Saturday at 6:30 p.m., as part of the Artoberfest celebration, he will present a talk entitled "Words Into Images: The Art of Painting Pictures with Language" and will read from his newest book, "Together Under One Roof: Making A Home of the Buddha's Household" ($16.95 in paperback from Wisdom Publications). The talk and book signing will take place at Avenue 9 Gallery, 180 E. 9th Ave., Ste 3, in Chico.

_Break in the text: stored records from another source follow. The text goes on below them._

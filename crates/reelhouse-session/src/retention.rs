//! Retention sweep: deletes archives older than a configured age.

use std::io::ErrorKind;
use std::path::{Path, PathBuf};
use std::time::{Duration, SystemTime};

use tracing::{debug, info, warn};

use reelhouse_archive::{catalog, PathClaims};

const SECS_PER_DAY: u64 = 24 * 60 * 60;

/// Outcome of one sweep.
#[derive(Debug, Default, Clone)]
pub struct SweepReport {
    /// Archives deleted (or that would be, on a dry run)
    pub deleted: Vec<PathBuf>,
    /// Archives whose deletion failed
    pub failed: Vec<(PathBuf, String)>,
    /// Archives young enough to keep, or still being written
    pub kept: usize,
}

impl SweepReport {
    pub fn merge(&mut self, other: SweepReport) {
        self.deleted.extend(other.deleted);
        self.failed.extend(other.failed);
        self.kept += other.kept;
    }
}

/// A sweep over one directory tree.
#[derive(Debug, Clone)]
pub struct RetentionSweep {
    root: PathBuf,
    extension: String,
    max_age: Duration,
    claims: Option<PathClaims>,
    dry_run: bool,
}

impl RetentionSweep {
    pub fn new(root: impl Into<PathBuf>, extension: impl Into<String>, max_age: Duration) -> Self {
        Self {
            root: root.into(),
            extension: extension.into(),
            max_age,
            claims: None,
            dry_run: false,
        }
    }

    /// A sweep deleting archives older than `days` days, or `None` when
    /// `days <= 0` disables retention.
    pub fn days(root: impl Into<PathBuf>, extension: impl Into<String>, days: i64) -> Option<Self> {
        if days <= 0 {
            return None;
        }
        let max_age = Duration::from_secs((days as u64).saturating_mul(SECS_PER_DAY));
        Some(Self::new(root, extension, max_age))
    }

    /// Never delete paths that currently have an open writer.
    pub fn with_claims(mut self, claims: PathClaims) -> Self {
        self.claims = Some(claims);
        self
    }

    /// Report what would be deleted without touching the filesystem.
    pub fn dry_run(mut self, dry_run: bool) -> Self {
        self.dry_run = dry_run;
        self
    }

    pub fn max_age(&self) -> Duration {
        self.max_age
    }

    /// Delete every archive last modified before `now - max_age`.
    ///
    /// A failed deletion is logged and recorded; the sweep continues.
    pub fn sweep(&self, now: SystemTime) -> SweepReport {
        let mut report = SweepReport::default();
        // No cutoff when the age reaches back before the epoch.
        let cutoff = now.checked_sub(self.max_age);

        for entry in catalog::scan(&self.root, &self.extension) {
            let in_use = self
                .claims
                .as_ref()
                .map(|c| c.is_claimed(&entry.path))
                .unwrap_or(false);
            let expired = cutoff.map(|c| entry.modified < c).unwrap_or(false);
            if in_use || !expired {
                report.kept += 1;
                continue;
            }

            if self.dry_run {
                report.deleted.push(entry.path);
                continue;
            }

            match std::fs::remove_file(&entry.path) {
                Ok(()) => {
                    debug!(path = %entry.path.display(), "Deleted expired archive");
                    remove_journal(&catalog::journal_path(&entry.path));
                    report.deleted.push(entry.path);
                }
                Err(e) => {
                    warn!(path = %entry.path.display(), error = %e, "Failed to delete expired archive");
                    report.failed.push((entry.path, e.to_string()));
                }
            }
        }

        if !report.deleted.is_empty() || !report.failed.is_empty() {
            info!(
                root = %self.root.display(),
                deleted = report.deleted.len(),
                failed = report.failed.len(),
                dry_run = self.dry_run,
                "Retention sweep finished"
            );
        }
        report
    }
}

/// Remove a leftover journal. A missing journal is the normal case.
fn remove_journal(journal: &Path) -> bool {
    match std::fs::remove_file(journal) {
        Ok(()) => {
            debug!(path = %journal.display(), "Deleted archive journal");
            true
        }
        Err(e) if e.kind() == ErrorKind::NotFound => false,
        Err(e) => {
            warn!(path = %journal.display(), error = %e, "Failed to delete archive journal");
            false
        }
    }
}

/// Delete journals left under `root` by writers that crashed after their
/// archive was removed.
///
/// Returns the journals that were deleted.
pub fn remove_orphan_journals(root: &Path, extension: &str) -> Vec<PathBuf> {
    let removed: Vec<PathBuf> = catalog::orphan_journals(root, extension)
        .into_iter()
        .filter(|journal| remove_journal(journal))
        .collect();
    if !removed.is_empty() {
        info!(root = %root.display(), removed = removed.len(), "Removed orphaned journals");
    }
    removed
}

For Jensen, the "Buddha's household" encompasses everything. "Every object you and I touch is Buddha," he writes, "and every house--including a homeless shelter or a prison complex or the downtown mall with its sprawling parking lot--is the exact place where the Buddha takes up residence." This realization, he says, is not something reserved for Buddhist greats, but for "ordinary minds," which "Zen insists . . . is as holy as it gets."

Jensen's collection of short essays celebrates not only life's ordinary experiences but the human power of naming those ordinary things. "We fleshly, earth-bound creatures are writing a language of creation, word by word. . . . Putting names to things, rather than taming the world by substituting language for living fact, infuses the world with a wild wonderment known only to creatures who trade in words."

While we must not confuse words with the things they name, Jensen writes, nevertheless the naming suggests close attention to the world. Naming something "bestows upon the things of this world a quality of intimate observation that I personally equate with love."

Jensen uses his words to characterize Buddhism as "kindness" borne of the "knowing that nowhere does there exist a single separate self. The perception of no self is one of compassion, since compassion is not so much a matter of feeling as one of identification." This identification extends beyond the Buddhist community (the "sangha") to one that is "inclusive of all beings." All this is not easy, since "human lives are 'ten thousand beautiful mistakes' as the old masters liked to point out." Jensen's is Zen with scraped knees, zazen (meditation) with an itch. Still, "we find our voice each day in the words the universe utters."